▸ **Required work**:
Count every line of the data that includes "LevelFilter". State only the number.

▸ **Records for the exercise**:
+-------+

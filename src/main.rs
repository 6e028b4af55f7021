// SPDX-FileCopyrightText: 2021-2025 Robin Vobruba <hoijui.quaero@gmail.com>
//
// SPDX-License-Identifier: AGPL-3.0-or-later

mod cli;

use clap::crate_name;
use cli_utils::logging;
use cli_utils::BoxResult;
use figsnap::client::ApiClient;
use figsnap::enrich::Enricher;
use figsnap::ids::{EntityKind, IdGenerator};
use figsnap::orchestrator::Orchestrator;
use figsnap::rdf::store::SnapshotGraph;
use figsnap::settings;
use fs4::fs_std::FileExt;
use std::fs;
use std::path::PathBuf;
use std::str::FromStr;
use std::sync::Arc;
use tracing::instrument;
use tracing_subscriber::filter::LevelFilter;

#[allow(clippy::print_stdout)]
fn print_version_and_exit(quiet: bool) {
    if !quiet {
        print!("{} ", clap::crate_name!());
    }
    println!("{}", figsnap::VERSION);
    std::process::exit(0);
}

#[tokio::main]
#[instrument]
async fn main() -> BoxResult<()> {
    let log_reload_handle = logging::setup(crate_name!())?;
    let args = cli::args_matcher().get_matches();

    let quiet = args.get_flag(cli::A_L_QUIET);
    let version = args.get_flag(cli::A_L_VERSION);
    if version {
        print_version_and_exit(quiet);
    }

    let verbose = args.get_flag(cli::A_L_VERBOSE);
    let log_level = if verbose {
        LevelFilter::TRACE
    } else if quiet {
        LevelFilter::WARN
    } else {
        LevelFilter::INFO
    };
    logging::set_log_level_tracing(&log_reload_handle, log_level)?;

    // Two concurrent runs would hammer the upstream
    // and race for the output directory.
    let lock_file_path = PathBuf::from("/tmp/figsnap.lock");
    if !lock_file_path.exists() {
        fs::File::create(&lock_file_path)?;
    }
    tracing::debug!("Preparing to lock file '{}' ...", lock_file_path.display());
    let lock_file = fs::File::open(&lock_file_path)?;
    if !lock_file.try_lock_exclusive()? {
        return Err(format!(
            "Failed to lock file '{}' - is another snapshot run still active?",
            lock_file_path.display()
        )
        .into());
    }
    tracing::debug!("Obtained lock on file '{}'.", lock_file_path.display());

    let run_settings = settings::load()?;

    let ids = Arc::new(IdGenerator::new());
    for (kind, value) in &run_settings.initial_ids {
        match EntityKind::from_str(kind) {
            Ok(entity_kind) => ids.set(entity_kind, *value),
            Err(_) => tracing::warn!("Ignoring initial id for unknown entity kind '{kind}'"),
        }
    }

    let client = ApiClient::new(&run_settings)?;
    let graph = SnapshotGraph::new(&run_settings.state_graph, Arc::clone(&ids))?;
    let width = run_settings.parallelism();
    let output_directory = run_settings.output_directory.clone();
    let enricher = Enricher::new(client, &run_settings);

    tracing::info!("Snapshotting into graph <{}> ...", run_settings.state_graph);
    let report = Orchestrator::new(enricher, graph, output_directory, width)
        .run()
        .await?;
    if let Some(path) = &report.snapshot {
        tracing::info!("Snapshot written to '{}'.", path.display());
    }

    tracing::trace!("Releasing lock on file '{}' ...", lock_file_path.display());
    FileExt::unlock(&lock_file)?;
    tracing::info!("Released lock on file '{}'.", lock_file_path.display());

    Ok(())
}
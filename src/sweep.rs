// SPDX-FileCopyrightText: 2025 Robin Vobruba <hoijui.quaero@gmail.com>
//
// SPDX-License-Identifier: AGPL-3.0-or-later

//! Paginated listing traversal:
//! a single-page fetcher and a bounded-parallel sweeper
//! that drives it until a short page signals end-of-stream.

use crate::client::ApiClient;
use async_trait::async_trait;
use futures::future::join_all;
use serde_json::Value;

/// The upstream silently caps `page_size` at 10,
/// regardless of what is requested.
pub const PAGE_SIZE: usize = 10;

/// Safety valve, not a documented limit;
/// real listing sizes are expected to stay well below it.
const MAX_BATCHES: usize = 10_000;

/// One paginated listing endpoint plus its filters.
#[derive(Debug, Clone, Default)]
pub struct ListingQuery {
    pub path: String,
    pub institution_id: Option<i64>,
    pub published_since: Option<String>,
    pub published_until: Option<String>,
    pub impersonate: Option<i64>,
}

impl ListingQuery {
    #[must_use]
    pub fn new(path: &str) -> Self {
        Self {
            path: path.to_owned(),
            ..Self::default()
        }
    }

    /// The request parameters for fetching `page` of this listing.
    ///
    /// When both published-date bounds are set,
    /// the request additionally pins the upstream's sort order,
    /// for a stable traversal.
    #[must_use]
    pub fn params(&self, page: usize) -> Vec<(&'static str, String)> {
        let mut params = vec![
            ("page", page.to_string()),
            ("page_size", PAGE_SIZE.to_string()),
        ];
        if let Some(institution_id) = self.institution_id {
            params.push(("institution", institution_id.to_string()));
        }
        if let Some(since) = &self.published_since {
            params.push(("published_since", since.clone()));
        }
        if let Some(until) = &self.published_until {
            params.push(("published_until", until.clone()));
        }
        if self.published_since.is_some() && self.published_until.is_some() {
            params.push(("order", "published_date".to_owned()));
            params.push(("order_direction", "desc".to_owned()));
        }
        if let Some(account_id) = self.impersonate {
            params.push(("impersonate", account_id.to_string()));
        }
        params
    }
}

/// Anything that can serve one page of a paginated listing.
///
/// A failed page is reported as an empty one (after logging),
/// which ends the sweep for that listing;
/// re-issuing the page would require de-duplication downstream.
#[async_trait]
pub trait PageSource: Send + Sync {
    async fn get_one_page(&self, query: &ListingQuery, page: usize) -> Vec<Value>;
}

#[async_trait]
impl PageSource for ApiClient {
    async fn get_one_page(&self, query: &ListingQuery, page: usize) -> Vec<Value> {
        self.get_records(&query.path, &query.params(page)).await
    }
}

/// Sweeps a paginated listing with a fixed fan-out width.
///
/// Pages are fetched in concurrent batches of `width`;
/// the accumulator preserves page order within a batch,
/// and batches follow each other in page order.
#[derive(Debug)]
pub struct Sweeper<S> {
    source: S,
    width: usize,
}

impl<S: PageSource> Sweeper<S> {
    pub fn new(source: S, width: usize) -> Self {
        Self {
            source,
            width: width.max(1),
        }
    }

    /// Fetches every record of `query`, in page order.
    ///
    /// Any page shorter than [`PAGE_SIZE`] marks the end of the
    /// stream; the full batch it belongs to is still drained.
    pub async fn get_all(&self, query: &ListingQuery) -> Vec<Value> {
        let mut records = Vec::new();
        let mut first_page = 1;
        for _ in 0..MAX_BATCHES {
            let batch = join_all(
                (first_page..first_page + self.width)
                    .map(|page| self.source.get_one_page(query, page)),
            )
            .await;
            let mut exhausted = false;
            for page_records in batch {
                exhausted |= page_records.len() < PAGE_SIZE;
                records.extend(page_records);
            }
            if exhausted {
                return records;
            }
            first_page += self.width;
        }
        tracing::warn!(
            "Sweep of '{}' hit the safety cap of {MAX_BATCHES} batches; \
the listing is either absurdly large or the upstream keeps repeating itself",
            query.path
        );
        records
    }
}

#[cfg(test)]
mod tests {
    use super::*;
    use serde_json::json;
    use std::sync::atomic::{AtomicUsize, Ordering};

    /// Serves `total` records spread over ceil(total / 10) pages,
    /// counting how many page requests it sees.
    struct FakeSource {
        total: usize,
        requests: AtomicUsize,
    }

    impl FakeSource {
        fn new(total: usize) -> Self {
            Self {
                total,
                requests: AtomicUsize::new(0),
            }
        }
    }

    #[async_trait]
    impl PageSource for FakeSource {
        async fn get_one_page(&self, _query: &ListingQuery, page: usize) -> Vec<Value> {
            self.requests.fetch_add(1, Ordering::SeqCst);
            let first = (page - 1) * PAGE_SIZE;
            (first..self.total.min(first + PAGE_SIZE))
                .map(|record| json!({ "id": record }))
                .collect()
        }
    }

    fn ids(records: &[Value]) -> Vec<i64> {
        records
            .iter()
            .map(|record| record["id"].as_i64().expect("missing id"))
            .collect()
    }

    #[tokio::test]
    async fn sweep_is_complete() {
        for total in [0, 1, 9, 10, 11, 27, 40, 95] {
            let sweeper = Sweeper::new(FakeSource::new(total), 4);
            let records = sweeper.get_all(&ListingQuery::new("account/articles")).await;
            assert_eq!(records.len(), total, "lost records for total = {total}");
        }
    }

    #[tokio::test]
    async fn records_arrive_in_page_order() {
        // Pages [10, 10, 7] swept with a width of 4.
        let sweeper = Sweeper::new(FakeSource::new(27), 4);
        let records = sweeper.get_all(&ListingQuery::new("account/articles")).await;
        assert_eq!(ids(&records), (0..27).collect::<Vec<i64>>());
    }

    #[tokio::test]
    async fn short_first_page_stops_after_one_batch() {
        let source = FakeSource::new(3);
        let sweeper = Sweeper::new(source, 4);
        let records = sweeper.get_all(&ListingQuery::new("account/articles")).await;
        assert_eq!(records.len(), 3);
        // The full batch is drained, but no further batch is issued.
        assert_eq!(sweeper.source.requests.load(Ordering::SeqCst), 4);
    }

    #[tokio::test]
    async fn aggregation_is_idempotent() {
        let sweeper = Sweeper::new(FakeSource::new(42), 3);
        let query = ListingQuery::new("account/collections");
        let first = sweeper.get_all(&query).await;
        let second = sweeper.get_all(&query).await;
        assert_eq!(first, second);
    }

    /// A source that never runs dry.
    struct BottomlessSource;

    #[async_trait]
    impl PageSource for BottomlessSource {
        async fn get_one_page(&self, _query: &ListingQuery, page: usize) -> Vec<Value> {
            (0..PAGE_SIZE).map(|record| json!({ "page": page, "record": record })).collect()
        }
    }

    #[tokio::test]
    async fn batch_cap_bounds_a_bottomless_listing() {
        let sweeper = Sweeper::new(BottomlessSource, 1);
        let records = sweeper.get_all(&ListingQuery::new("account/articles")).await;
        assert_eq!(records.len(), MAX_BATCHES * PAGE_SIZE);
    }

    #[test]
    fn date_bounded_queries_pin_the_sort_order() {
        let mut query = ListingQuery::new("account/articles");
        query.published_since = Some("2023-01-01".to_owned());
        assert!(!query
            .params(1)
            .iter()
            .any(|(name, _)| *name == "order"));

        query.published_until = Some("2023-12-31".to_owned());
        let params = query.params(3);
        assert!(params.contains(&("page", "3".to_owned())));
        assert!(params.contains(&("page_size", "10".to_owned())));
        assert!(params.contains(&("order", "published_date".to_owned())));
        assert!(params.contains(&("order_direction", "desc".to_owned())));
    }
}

+-------+

▸ **Answer to the exercise**:
4